- Task requirements: From the entries below, copy out all lines holding "chars".

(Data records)
:::

//! Writes graphs in the DOT format used by GraphViz.
//!
//! Only the basics are emitted: one statement per vertex followed by one
//! `source -> target;` statement per outgoing edge, wrapped in a `digraph`
//! block. Vertex statements are ordered by label so the same graph always
//! renders to the same text.

use std::fmt::Display;
use std::io::Write;
use std::path::Path;

use crate::graph::AdjacencyGraph;
use crate::types::{GraphResult, Vertex};

/// Words DOT reserves; they must be quoted to be used as vertex names.
const KEYWORDS: [&str; 6] = ["node", "edge", "graph", "digraph", "subgraph", "strict"];

/// Writer for the DOT format.
#[derive(Debug, Clone)]
pub struct DotWriter {
    /// Name after the `digraph` keyword (default: `g`).
    graph_name: String,
    /// Prefix of every statement line (default: two spaces).
    indent: String,
}

impl Default for DotWriter {
    fn default() -> Self {
        Self {
            graph_name: "g".to_string(),
            indent: "  ".to_string(),
        }
    }
}

impl DotWriter {
    /// Shorthand for default.
    pub fn new() -> Self {
        Self::default()
    }

    /// Set the name written after `digraph`.
    pub fn graph_name<S: Into<String>>(mut self, name: S) -> Self {
        self.graph_name = name.into();
        self
    }

    /// Set the prefix written before every statement.
    pub fn indent<S: Into<String>>(mut self, indent: S) -> Self {
        self.indent = indent.into();
        self
    }

    /// Write a graph to a file, replacing its contents.
    pub fn write_to_file<V>(&self, graph: &AdjacencyGraph<V>, path: &Path) -> GraphResult<()>
    where
        V: Vertex + Display,
    {
        let file = std::fs::File::create(path)?;
        let mut writer = std::io::BufWriter::new(file);
        self.write_to(graph, &mut writer)?;
        writer.flush()?;
        Ok(())
    }

    /// Write a graph to any writer.
    ///
    /// Edges of a vertex follow its successor order.
    pub fn write_to<V>(&self, graph: &AdjacencyGraph<V>, writer: &mut impl Write) -> GraphResult<()>
    where
        V: Vertex + Display,
    {
        let mut vertices: Vec<(String, &V)> = graph
            .iter_vertices()
            .map(|v| (quote_id(&v.to_string()), v))
            .collect();
        vertices.sort_by(|a, b| a.0.cmp(&b.0));

        writeln!(writer, "digraph {} {{", quote_id(&self.graph_name))?;
        for (source, vertex) in &vertices {
            writeln!(writer, "{}{};", self.indent, source)?;
            for target in graph.neighbors(vertex)? {
                writeln!(
                    writer,
                    "{}{} -> {};",
                    self.indent,
                    source,
                    quote_id(&target.to_string())
                )?;
            }
        }
        writeln!(writer, "}}")?;
        Ok(())
    }

    /// Render a graph to a string.
    pub fn render<V>(&self, graph: &AdjacencyGraph<V>) -> GraphResult<String>
    where
        V: Vertex + Display,
    {
        let mut buf = Vec::new();
        self.write_to(graph, &mut buf)?;
        Ok(String::from_utf8_lossy(&buf).into_owned())
    }
}

/// Quote `id` unless DOT accepts it bare.
fn quote_id(id: &str) -> String {
    if is_plain_id(id) || is_numeral(id) {
        id.to_string()
    } else {
        format!("\"{}\"", id.replace('\\', "\\\\").replace('"', "\\\""))
    }
}

fn is_plain_id(id: &str) -> bool {
    let mut chars = id.chars();
    match chars.next() {
        Some(c) if c.is_ascii_alphabetic() || c == '_' => {}
        _ => return false,
    }
    chars.all(|c| c.is_ascii_alphanumeric() || c == '_')
        && !KEYWORDS.iter().any(|k| k.eq_ignore_ascii_case(id))
}

fn is_numeral(id: &str) -> bool {
    let digits = id.strip_prefix('-').unwrap_or(id);
    let (whole, fraction) = match digits.split_once('.') {
        Some((whole, fraction)) => (whole, Some(fraction)),
        None => (digits, None),
    };
    let all_digits = |s: &str| s.chars().all(|c| c.is_ascii_digit());
    match fraction {
        None => !whole.is_empty() && all_digits(whole),
        Some(fraction) => {
            !(whole.is_empty() && fraction.is_empty()) && all_digits(whole) && all_digits(fraction)
        }
    }
}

:::

- Result of the exercise:
    let mut chars = id.chars();
    match chars.next() {
    chars.all(|c| c.is_ascii_alphanumeric() || c == '_')
    let all_digits = |s: &str| s.chars().all(|c| c.is_ascii_digit());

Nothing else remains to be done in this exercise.